DETROIT — Some of the USA's largest
corporations are threatened with having to raise money for pension and
health care funds because they're losing money in the faltering stock
market.
Thursday, UBS Warburg downgraded General
Motors' stock from buy to hold, saying its pension fund leaves it
significantly exposed in the securities market.
GM's $67 billion pension fund is down from $80
billion two years ago. And it is underfunded by at least $9 billion.

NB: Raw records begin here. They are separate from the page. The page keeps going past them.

use std::fmt;

use anyhow::Result;
use async_trait::async_trait;
use serde::{Deserialize, Serialize};

/// Base64 image payload plus its declared media type, ready to embed in a
/// request body.
#[derive(Clone, PartialEq, Eq, Serialize, Deserialize)]
#[serde(rename_all = "camelCase")]
pub struct InlineImage {
    pub mime_type: String,
    pub data: String,
}

// Payloads run to megabytes; keep them out of debug logs.
impl fmt::Debug for InlineImage {
    fn fmt(&self, f: &mut fmt::Formatter<'_>) -> fmt::Result {
        f.debug_struct("InlineImage")
            .field("mime_type", &self.mime_type)
            .field("data_len", &self.data.len())
            .finish()
    }
}

/// One part of a multimodal prompt.
#[derive(Debug, Clone, PartialEq, Eq)]
pub enum ContentPart {
    Image(InlineImage),
    Text(String),
}

/// Request to a vision model.
#[derive(Debug, Clone)]
pub struct VisionRequest {
    pub model: String,
    pub parts: Vec<ContentPart>,
    pub response_mime_type: String,
    pub response_schema: serde_json::Value,
}

impl VisionRequest {
    pub fn image_count(&self) -> usize {
        self.parts
            .iter()
            .filter(|p| matches!(p, ContentPart::Image(_)))
            .count()
    }
}

/// Raw text response from a vision model.
#[derive(Debug, Clone)]
pub struct VisionResponse {
    pub text: String,
    pub provider: String,
    pub model: String,
    pub latency_ms: u64,
}

/// A multimodal model that answers one request with one text payload.
///
/// Passed explicitly into the request builder so tests can substitute a
/// double for the network client.
#[async_trait]
pub trait VisionModel: Send + Sync {
    /// Provider name (e.g., "gemini").
    fn name(&self) -> &str;

    /// Send one request and return the response text.
    async fn generate(&self, request: &VisionRequest) -> Result<VisionResponse>;
}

GM also has a potential $47 billion shortfall in its retiree health
care trust fund.
As assets of pension funds invested in the
market fall, companies can be forced to use profits, drain reserves or
raise new equity.
GM isn't the only company facing pension and
health care shortfalls:
GM rival Ford Motor is expected to run a
pension fund deficit this year of as much as $6.5 billion, according
to Prudential Securities.
All airlines except Southwest have underfunded
pension plans, says Lehman Bros. analyst Gary Chase.
"With each passing day of poor performance
in the market, this becomes a larger issue."
Steel producers want a government bailout of
their retiree costs. The companies, which pay retirees and eligible
dependents $1 billion a year, have three retirees for every active
employee.
Some companies try to put off raising more
money for pension and health care funds by maintaining on their books
an optimistic assumption of their return on assets, say pension fund
analysts. Those assumptions have hardly gone down despite dramatically
lower market returns for two years.
"Too few companies are lowering their
assumptions based on what is happening in the market," says John
Ehrhardt of Milliman USA, which did a recent study on the status of
public pension plans.
SBC Communications, for example, raised its
assumption from 8.5% to 9.5% from 2000 to 2001, according to Ehrhardt.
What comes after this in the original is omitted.